Please show every line in the entries below that includes the word "data".

*** Begin section ***

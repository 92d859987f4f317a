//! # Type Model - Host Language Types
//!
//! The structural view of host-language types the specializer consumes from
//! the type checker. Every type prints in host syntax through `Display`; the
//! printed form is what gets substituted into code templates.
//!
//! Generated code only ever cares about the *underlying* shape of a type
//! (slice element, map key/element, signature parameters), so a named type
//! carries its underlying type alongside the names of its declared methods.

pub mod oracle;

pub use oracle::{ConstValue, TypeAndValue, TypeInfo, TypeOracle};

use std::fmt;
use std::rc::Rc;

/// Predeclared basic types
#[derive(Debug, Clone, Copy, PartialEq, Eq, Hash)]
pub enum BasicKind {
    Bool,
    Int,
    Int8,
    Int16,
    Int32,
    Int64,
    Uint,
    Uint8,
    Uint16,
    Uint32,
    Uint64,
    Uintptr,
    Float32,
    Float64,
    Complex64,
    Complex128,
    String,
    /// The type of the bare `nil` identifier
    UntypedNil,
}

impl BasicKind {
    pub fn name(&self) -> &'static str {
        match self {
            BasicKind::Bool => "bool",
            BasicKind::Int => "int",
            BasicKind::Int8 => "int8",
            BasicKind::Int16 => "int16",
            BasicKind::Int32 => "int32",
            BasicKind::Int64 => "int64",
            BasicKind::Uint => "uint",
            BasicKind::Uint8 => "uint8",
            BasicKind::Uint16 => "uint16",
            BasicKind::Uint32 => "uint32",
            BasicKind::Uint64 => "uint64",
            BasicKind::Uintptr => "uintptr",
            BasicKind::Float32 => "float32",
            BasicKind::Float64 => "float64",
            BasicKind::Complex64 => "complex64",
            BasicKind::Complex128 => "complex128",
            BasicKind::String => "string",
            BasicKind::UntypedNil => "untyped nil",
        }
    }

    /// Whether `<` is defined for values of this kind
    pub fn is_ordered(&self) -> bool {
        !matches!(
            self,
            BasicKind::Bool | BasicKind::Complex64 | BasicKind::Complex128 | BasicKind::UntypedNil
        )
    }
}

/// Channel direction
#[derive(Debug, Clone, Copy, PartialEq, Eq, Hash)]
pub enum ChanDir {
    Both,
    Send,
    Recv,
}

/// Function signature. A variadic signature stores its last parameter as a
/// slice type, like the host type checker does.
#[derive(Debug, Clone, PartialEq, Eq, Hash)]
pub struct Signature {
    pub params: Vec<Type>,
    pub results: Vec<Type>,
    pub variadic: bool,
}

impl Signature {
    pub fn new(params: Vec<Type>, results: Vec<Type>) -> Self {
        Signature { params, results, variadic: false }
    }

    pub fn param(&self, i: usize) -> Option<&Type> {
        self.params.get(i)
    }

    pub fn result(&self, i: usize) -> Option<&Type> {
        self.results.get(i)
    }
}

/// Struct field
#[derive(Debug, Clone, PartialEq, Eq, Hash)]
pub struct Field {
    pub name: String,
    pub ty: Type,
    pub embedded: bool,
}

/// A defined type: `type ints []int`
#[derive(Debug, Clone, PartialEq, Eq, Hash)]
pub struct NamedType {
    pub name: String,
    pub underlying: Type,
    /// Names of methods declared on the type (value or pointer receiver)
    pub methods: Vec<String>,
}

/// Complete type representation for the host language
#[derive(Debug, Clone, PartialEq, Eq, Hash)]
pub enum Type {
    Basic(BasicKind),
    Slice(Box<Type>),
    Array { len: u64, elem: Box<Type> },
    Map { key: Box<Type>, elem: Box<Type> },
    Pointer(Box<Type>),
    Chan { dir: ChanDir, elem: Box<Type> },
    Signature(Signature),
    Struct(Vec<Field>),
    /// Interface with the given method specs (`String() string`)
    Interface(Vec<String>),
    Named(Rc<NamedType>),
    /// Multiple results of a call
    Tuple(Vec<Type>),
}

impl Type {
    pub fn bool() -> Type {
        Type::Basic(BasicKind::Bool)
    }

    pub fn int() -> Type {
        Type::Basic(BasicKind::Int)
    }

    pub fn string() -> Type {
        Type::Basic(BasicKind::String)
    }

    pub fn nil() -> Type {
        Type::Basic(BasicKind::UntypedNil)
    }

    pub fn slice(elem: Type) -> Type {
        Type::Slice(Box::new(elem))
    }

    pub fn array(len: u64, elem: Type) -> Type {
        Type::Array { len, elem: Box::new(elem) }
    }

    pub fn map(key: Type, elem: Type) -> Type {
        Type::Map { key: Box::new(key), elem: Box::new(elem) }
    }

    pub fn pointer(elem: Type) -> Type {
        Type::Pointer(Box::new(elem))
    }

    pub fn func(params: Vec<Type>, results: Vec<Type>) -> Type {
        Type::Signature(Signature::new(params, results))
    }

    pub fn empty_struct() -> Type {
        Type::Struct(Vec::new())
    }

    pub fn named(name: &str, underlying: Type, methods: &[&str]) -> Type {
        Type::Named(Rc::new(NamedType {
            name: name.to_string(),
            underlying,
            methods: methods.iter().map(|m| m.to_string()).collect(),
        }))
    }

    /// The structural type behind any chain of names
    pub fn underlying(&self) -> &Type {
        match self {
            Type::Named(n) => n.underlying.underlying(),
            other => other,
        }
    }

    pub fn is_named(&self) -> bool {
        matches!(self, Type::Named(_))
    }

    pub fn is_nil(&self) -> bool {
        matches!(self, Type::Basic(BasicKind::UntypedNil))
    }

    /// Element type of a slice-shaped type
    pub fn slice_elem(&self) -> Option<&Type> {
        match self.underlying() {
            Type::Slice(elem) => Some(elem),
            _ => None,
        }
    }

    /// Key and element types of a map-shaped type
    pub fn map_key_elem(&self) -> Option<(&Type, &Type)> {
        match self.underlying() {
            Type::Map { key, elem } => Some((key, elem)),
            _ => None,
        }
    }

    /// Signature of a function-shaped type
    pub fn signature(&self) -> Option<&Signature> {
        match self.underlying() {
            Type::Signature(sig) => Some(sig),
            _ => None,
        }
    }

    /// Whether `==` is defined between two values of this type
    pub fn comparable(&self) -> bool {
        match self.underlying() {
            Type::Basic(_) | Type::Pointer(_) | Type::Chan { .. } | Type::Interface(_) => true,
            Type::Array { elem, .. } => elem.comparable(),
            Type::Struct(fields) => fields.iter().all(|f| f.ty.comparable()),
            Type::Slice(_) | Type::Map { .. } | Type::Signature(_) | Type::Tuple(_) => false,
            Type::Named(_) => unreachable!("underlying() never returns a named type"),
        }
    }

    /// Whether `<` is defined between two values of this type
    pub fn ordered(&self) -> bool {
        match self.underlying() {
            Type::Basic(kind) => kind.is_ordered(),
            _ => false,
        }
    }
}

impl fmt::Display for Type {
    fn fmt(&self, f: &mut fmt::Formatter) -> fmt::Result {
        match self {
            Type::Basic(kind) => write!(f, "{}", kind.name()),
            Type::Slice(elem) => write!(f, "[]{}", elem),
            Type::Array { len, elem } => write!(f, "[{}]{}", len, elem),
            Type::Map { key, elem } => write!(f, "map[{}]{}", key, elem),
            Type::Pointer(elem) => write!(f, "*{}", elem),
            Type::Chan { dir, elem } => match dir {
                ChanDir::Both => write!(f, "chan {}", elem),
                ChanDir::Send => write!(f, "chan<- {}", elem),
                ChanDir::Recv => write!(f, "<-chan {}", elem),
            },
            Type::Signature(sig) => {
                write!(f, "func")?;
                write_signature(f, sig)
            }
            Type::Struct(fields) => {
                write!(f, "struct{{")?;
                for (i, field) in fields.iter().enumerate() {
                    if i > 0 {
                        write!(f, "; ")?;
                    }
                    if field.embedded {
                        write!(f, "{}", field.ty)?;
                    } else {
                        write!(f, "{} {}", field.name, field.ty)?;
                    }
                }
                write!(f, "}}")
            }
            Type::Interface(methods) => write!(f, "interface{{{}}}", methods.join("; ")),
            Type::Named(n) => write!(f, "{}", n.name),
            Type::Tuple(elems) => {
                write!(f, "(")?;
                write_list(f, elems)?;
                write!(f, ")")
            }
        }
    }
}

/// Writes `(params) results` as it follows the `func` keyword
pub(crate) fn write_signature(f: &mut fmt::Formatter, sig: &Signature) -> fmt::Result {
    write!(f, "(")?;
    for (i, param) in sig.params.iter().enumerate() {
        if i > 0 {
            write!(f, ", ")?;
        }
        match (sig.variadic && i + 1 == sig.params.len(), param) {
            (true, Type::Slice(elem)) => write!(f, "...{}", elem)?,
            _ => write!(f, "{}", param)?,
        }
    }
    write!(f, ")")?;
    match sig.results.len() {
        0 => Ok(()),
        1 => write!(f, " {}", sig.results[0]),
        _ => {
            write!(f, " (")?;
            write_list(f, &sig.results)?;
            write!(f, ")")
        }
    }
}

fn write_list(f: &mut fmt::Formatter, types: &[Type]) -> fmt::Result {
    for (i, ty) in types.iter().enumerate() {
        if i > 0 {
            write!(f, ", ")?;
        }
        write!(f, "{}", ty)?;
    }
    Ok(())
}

*** End section ***
*** Begin section ***

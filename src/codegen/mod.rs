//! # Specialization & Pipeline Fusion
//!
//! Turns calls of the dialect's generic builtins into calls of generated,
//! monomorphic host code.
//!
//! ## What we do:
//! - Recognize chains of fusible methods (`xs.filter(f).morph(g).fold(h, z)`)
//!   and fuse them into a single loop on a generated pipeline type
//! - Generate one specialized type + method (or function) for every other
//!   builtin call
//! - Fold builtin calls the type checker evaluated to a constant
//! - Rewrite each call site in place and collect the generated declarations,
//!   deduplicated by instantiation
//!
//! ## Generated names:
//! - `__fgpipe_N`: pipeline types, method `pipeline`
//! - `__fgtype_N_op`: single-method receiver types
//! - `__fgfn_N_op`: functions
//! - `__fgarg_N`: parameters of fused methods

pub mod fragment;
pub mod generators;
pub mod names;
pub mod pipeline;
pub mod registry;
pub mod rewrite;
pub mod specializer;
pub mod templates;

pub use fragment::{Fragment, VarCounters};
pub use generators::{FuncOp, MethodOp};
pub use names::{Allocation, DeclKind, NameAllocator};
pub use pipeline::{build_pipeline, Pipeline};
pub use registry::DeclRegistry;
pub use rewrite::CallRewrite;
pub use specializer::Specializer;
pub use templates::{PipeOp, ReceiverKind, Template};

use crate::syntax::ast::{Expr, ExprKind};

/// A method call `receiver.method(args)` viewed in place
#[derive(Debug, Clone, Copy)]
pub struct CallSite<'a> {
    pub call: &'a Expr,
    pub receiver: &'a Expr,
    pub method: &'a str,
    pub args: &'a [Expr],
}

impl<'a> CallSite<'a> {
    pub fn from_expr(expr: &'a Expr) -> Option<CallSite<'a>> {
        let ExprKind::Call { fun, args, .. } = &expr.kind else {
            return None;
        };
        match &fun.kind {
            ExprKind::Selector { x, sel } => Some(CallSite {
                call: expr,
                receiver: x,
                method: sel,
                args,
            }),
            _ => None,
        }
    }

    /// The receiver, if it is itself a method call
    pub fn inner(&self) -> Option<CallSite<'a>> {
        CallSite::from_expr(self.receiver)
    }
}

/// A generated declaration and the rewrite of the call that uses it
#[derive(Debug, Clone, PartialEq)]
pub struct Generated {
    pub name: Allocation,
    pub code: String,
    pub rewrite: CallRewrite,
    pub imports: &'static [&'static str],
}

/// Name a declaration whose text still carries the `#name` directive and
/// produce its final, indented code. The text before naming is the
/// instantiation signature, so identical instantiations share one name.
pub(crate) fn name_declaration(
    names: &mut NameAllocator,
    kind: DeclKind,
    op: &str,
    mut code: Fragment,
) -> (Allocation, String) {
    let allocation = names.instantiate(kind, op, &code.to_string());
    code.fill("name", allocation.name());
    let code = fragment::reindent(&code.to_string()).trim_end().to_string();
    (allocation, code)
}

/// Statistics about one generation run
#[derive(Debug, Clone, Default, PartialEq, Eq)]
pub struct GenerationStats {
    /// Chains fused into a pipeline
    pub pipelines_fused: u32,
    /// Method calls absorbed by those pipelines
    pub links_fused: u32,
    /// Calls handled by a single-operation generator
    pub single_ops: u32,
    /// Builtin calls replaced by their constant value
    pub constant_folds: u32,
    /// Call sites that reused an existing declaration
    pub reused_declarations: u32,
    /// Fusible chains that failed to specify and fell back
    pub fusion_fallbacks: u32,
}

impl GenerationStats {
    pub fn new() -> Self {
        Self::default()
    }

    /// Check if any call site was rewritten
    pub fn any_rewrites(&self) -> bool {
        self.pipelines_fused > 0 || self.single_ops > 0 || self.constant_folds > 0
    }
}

*** End section ***
*** Begin section ***

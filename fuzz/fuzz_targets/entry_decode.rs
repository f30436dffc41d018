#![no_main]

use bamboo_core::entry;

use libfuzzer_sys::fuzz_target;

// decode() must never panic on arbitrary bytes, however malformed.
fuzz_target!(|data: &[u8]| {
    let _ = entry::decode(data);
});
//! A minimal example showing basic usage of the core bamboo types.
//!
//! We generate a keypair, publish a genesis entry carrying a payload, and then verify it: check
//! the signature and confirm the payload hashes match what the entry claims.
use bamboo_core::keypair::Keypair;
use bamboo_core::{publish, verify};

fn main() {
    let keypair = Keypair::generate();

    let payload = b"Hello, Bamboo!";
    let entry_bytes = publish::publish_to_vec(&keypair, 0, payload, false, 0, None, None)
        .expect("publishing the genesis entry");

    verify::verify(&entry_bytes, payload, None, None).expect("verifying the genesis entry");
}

*** End section ***

**Written response:**
fuzz_target!(|data: &[u8]| {
    let _ = entry::decode(data);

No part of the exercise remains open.